The presentation by Afonso Soares was entitled "Syncretism Among Catholic Migrants in Brazil & the Task of Pastoral Theology." Drawing on some collected data, this talk raises some questions that help illuminate the challenges of the pastoral & the theology of migration. The presentation proceeds in three stages: initially, remembering the current concern of the Church's magisterium with the syncretism among Catholic (im)migrants; then, offering some examples of these syncretisms; and finally, focusing on the task of pastoral theology from this suggestion: the way for solution is a careful theology of revelation that dialogues with the theology of religions.

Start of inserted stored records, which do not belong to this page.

//! Classic mode integration tests.
//!
//! These tests drive `ClassicEngine` through whole runs: strength
//! comparison on a real ladder, pool exhaustion, very hard mode and
//! restarts.

use std::sync::Arc;

use rustc_hash::FxHashSet;
use vsrdle::{
    Character, CharacterId, CharacterPool, ClassicEngine, EngineConfig, MemoryStore, Phase,
    RoundEngine, RoundFailure, Settings, StatsTracker, TierLadder,
};

fn character(id: &str, origin: &str, tier: &str) -> Character {
    Character::new(CharacterId::new(id), id, origin).with_tier(tier)
}

fn engine(ladder: TierLadder, characters: Vec<Character>, seed: u64) -> ClassicEngine {
    ClassicEngine::new(
        Arc::new(CharacterPool::new(characters)),
        Arc::new(ladder),
        EngineConfig::default().with_seed(seed),
    )
}

fn stats() -> StatsTracker {
    StatsTracker::load(Box::new(MemoryStore::new()))
}

// =============================================================================
// Strength Tests
// =============================================================================

#[test]
fn test_tier_zero_beats_one_a() {
    let ladder = TierLadder::new(["Tier 0", "High 1-A", "1-A", "Low 1-A", "High 1-B"]).unwrap();
    let omni = character("omni", "Saga", "Tier 0");
    let hero = character("hero", "Saga", "1-A");

    assert_eq!(ladder.compare_strength(&omni, &hero).map(|c| &c.id), Some(&omni.id));
    assert_eq!(ladder.compare_strength(&hero, &omni).map(|c| &c.id), Some(&omni.id));
}

#[test]
fn test_correct_id_is_always_stronger() {
    let ladder = TierLadder::standard();
    let characters: Vec<_> = ladder
        .iter()
        .take(10)
        .enumerate()
        .map(|(i, tier)| character(&format!("c{i}"), "Saga", tier))
        .collect();

    for seed in 0..30 {
        let mut engine = engine(ladder.clone(), characters.clone(), seed);
        assert_eq!(engine.start_new_round(&Settings::default()), Phase::InRound);

        let cards = engine.cards();
        let answer = engine.answer_id().unwrap();
        let ranks: Vec<_> = cards.iter().map(|c| ladder.rank_of(c).unwrap()).collect();
        let strongest = if ranks[0] < ranks[1] { &cards[0] } else { &cards[1] };
        assert_eq!(&strongest.id, answer);
        assert_ne!(ranks[0], ranks[1]);
    }
}

#[test]
fn test_left_right_order_varies() {
    let ladder = TierLadder::new(["A", "B"]).unwrap();
    let characters = vec![character("a", "Saga", "A"), character("b", "Saga", "B")];

    let mut strong_left = 0;
    for seed in 0..100 {
        let mut engine = engine(ladder.clone(), characters.clone(), seed);
        engine.start_new_round(&Settings::default());
        if engine.cards()[0].id.as_str() == "a" {
            strong_left += 1;
        }
    }
    assert!(strong_left > 20 && strong_left < 80, "strong_left = {strong_left}");
}

// =============================================================================
// Exhaustion Tests
// =============================================================================

#[test]
fn test_two_characters_last_one_round() {
    let ladder = TierLadder::new(["A", "B"]).unwrap();

    for correct in [true, false] {
        let mut engine = engine(
            ladder.clone(),
            vec![character("a", "Saga", "A"), character("b", "Saga", "B")],
            3,
        );
        let mut stats = stats();
        assert_eq!(engine.start_new_round(&Settings::default()), Phase::InRound);

        let pick = if correct { "a" } else { "b" };
        let outcome = engine.handle_choice(&CharacterId::new(pick), &mut stats).unwrap();
        assert_eq!(outcome.correct, correct);

        assert_eq!(engine.start_new_round(&Settings::default()), Phase::Error);
        assert_eq!(
            engine.last_failure(),
            Some(&RoundFailure::TooFewTierGroups { groups: 0 })
        );
        assert!(engine.cards().is_empty());
    }
}

#[test]
fn test_no_identity_repeats_within_run() {
    let ladder = TierLadder::new(["A", "B", "C", "D"]).unwrap();
    let mut characters = Vec::new();
    for (i, tier) in ["A", "B", "C", "D"].into_iter().enumerate() {
        for n in 0..3 {
            characters.push(character(&format!("{tier}{n}"), "Saga", tier));
        }
        // duplicate record of the same character in a weaker tier
        if i < 3 {
            characters.push(
                Character::new(CharacterId::new(format!("{tier}0-dup")), format!("{tier}0"), "Saga")
                    .with_tier(["B", "C", "D"][i]),
            );
        }
    }

    let mut engine = engine(ladder, characters, 17);
    let mut stats = stats();
    let mut seen = FxHashSet::default();

    while engine.start_new_round(&Settings::default()) == Phase::InRound {
        let keys: FxHashSet<_> = engine.cards().iter().map(|c| c.identity_key()).collect();
        for key in &keys {
            assert!(!seen.contains(key), "{key} shown in an earlier round");
        }
        seen.extend(keys);
        let answer = engine.answer_id().cloned().unwrap();
        engine.handle_choice(&answer, &mut stats).unwrap();
    }
    assert!(seen.len() >= 2);
    assert_eq!(engine.phase(), Phase::Error);
}

#[test]
fn test_one_character_in_two_tiers_forms_a_round() {
    let ladder = TierLadder::new(["A", "B"]).unwrap();
    let characters = vec![
        Character::new(CharacterId::new("g1"), "Goku", "DB").with_tier("A"),
        Character::new(CharacterId::new("g2"), "Goku", "DB").with_tier("B"),
    ];
    let mut engine = engine(ladder, characters, 4);
    let mut stats = stats();

    assert_eq!(engine.start_new_round(&Settings::default()), Phase::InRound);
    assert_eq!(engine.answer_id().map(|id| id.as_str()), Some("g1"));

    engine.handle_choice(&CharacterId::new("g2"), &mut stats).unwrap();
    assert_eq!(engine.run().used_count(), 1);
    assert_eq!(engine.start_new_round(&Settings::default()), Phase::Error);
}

// =============================================================================
// Very Hard Mode Tests
// =============================================================================

#[test]
fn test_very_hard_without_distance_three_errors() {
    let ladder = TierLadder::new(["T0", "T1", "T2", "T3", "T4", "T5"]).unwrap();
    let mut engine = engine(
        ladder,
        vec![
            character("x", "Saga", "T0"),
            character("y", "Saga", "T1"),
            character("z", "Saga", "T2"),
        ],
        5,
    );
    let settings = Settings::default().with_very_hard_mode(true);

    assert_eq!(engine.start_new_round(&settings), Phase::Error);
    assert_eq!(
        engine.last_failure(),
        Some(&RoundFailure::NoTierPairAtDistance { distance: 3 })
    );
}

#[test]
fn test_very_hard_pairs_are_exactly_three_apart() {
    let ladder = TierLadder::standard();
    let characters: Vec<_> = ladder
        .iter()
        .enumerate()
        .flat_map(|(i, tier)| {
            (0..2).map(move |n| character(&format!("{i}-{n}"), "Saga", tier))
        })
        .collect();
    let settings = Settings::default().with_very_hard_mode(true);

    for seed in 0..20 {
        let mut engine = engine(ladder.clone(), characters.clone(), seed);
        assert_eq!(engine.start_new_round(&settings), Phase::InRound);

        let cards = engine.cards();
        let a = cards[0].highest_tier.as_deref().unwrap();
        let b = cards[1].highest_tier.as_deref().unwrap();
        assert_eq!(ladder.distance(a, b), Some(3));
        assert_ne!(a, ladder.top());
        assert_ne!(b, ladder.top());
    }
}

// =============================================================================
// Restart Tests
// =============================================================================

#[test]
fn test_restart_clears_history_and_streak() {
    let ladder = TierLadder::new(["A", "B"]).unwrap();
    let mut engine = engine(
        ladder,
        vec![character("a", "Saga", "A"), character("b", "Saga", "B")],
        8,
    );
    let mut stats = stats();

    engine.start_new_round(&Settings::default());
    let outcome = engine.handle_choice(&CharacterId::new("a"), &mut stats).unwrap();
    assert_eq!(outcome.streak, 1);
    assert_eq!(engine.start_new_round(&Settings::default()), Phase::Error);

    assert_eq!(engine.restart_game(&Settings::default()), Phase::InRound);
    assert_eq!(engine.streak(), 0);
    assert_eq!(engine.run().used_count(), 0);
    assert!(engine.last_failure().is_none());

    assert_eq!(stats.stats().total_rounds, 1);
    assert_eq!(stats.stats().best_streak, 1);
}

#[test]
fn test_series_filter_limits_pool() {
    let ladder = TierLadder::new(["A", "B"]).unwrap();
    let mut engine = engine(
        ladder,
        vec![
            character("a1", "Saga", "A"),
            character("b1", "Saga", "B"),
            character("a2", "Epic", "A"),
            character("b2", "Epic", "B"),
        ],
        2,
    );
    let settings = Settings::default().with_custom_series(["Epic"]);

    for _ in 0..10 {
        engine.restart_game(&settings);
        assert!(engine.cards().iter().all(|c| c.origin == "Epic"));
    }
}
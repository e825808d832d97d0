//! Character system: canonical records, raw-record normalization, and the
//! shared pool.
//!
//! ## Key Types
//!
//! - `CharacterId`: Unique record identifier
//! - `IdentityKey`: `name::origin`, the "same character" unit for no-repeat
//! - `Character`: Canonical, immutable character record
//! - `CharacterRecord`: Raw provider record accepting legacy field names
//! - `CharacterPool`: Read-only pool shared by both round engines

pub mod character;
pub mod pool;
pub mod record;

pub use character::{Character, CharacterId, IdentityKey};
pub use pool::CharacterPool;
pub use record::CharacterRecord;
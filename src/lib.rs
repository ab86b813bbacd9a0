//! Batched sampling from many multivariate Gaussians at once.
//!
//! Given `N` mean vectors and `N` covariance matrices, all of dimension `M`,
//! [`batch_sampler::sample`] draws one sample from each of the `N` Gaussians
//! and returns them as the rows of an `N x M` array. It Cholesky-factors every
//! covariance matrix `Σ = L L^T`, draws standard-normal noise `x`, and
//! returns `L x + μ` row by row.
//!
//! For drawing many batches from the same parameters, build a
//! [`batch_sampler::BatchSampler`] once and call `sample` on it repeatedly.
//! Random draws go through [`normal_source::StandardNormalSource`], which every
//! `rand` generator implements.
//!
//! Compiling with the `parallel` feature factors and transforms large
//! batches on the rayon thread pool.

#![allow(dead_code)]
#![allow(non_snake_case)]
#![allow(unused_imports)]
#![allow(unused_parens)]

#[macro_use] extern crate log;
extern crate lapack_src;

pub mod params;
pub mod sampler_error;
pub mod batch_shape;
pub mod normal_source;
pub mod linalg_utils;
pub mod batch_cholesky;
pub mod batch_affine;
pub mod batch_sampler;
pub mod sample_statistics;
pub mod gaussian_batch;

#[cfg(test)]
pub mod test_utils;
extern crate ndarray;

use ndarray::*;
use ndarray_rand::RandomExt;
use ndarray_rand::rand_distr::StandardNormal;
use rand::prelude::*;

use crate::normal_source::*;
use crate::sampler_error::*;

pub fn init_logging() {
    let _ = pretty_env_logger::try_init();
}

pub fn test_rng() -> StdRng {
    seeded_normal_source(1234)
}

pub fn assert_eps_equals_to_within(one : f64, two : f64, epsilon : f64) {
    let diff = (one - two).abs();
    if (diff > epsilon) {
        panic!("{} and {} differ by {}, more than {}", one, two, diff, epsilon);
    }
}

pub fn assert_equal_vectors_to_within(one : &ArrayView1<f64>, two : &ArrayView1<f64>, epsilon : f64) {
    assert_eq!(one.shape(), two.shape());
    for i in 0..one.len() {
        assert_eps_equals_to_within(one[[i,]], two[[i,]], epsilon);
    }
}

pub fn assert_equal_matrices_to_within(one : &ArrayView2<f64>, two : &ArrayView2<f64>, epsilon : f64) {
    assert_eq!(one.shape(), two.shape());
    for ((i, j), elem) in one.indexed_iter() {
        let other = two[[i, j]];
        if ((elem - other).abs() > epsilon) {
            panic!("Matrices differ at ({}, {}): {} vs {}\n{}\n{}", i, j, elem, other, one, two);
        }
    }
}

pub fn random_matrix<R : Rng>(rng : &mut R, t : usize, s : usize) -> Array2<f64> {
    Array::random_using((t, s), StandardNormal, rng)
}

///A well-conditioned symmetric positive-definite matrix, `A A^T + dim I`.
pub fn random_psd_matrix<R : Rng>(rng : &mut R, dim : usize) -> Array2<f64> {
    let a = random_matrix(rng, dim, dim);
    let mut result = a.dot(&a.t());
    for i in 0..dim {
        result[[i, i]] += dim as f64;
    }
    result
}

pub fn random_covariance_batch<R : Rng>(rng : &mut R, n : usize, m : usize) -> Array3<f64> {
    let mut result = Array::zeros((n, m, m));
    for i in 0..n {
        let psd = random_psd_matrix(rng, m);
        result.index_axis_mut(Axis(0), i).assign(&psd);
    }
    result
}

pub fn identity_covariance_batch(n : usize, m : usize) -> Array3<f64> {
    let mut result = Array::zeros((n, m, m));
    for i in 0..n {
        result.index_axis_mut(Axis(0), i).assign(&Array2::<f64>::eye(m));
    }
    result
}

///Replays a fixed list of "standard normal" values, and fails once
///asked for more than it has left.
pub struct ScriptedNormalSource {
    values : Vec<f64>,
    position : usize
}

impl ScriptedNormalSource {
    pub fn new(values : Vec<f64>) -> ScriptedNormalSource {
        ScriptedNormalSource {
            values,
            position : 0
        }
    }
    pub fn num_drawn(&self) -> usize {
        self.position
    }
}

impl StandardNormalSource for ScriptedNormalSource {
    fn fill_standard_normal(&mut self, mut out : ArrayViewMut2<f64>) -> Result<()> {
        let remaining = self.values.len() - self.position;
        if (out.len() > remaining) {
            return Err(SamplerError::RandomSource(format!("asked for {} values with only {} left",
                                                          out.len(), remaining)));
        }
        for elem in out.iter_mut() {
            *elem = self.values[self.position];
            self.position += 1;
        }
        Ok(())
    }
}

Fr. Dorian Llywelyn spoke on "The Chilotes of Patagonia & Jesús Nazareño: Devotions & Identity in the Diaspora." He summarizes his presentation as follows: Over the course of the last century, many members of the population of the remote Chilean archipelago of Chiloé have emigrated to Chilean & Argentinian Patagonia. In the capital of the Chilean province of Magallanes, the small city of Punta Arenas, the shrine of Jesús Nazareño is the epicenter of a diasporic Chilote identity. Public devotion to a statue of the suffering Christ--itself a copy of a historic original located in the homeland of Chiloé--has engendered a new pride in, and awareness of, a historically marginalized population. This talk examines the history & development of the cult, & considers the role of processions & pilgrimages as expressions of collective identity.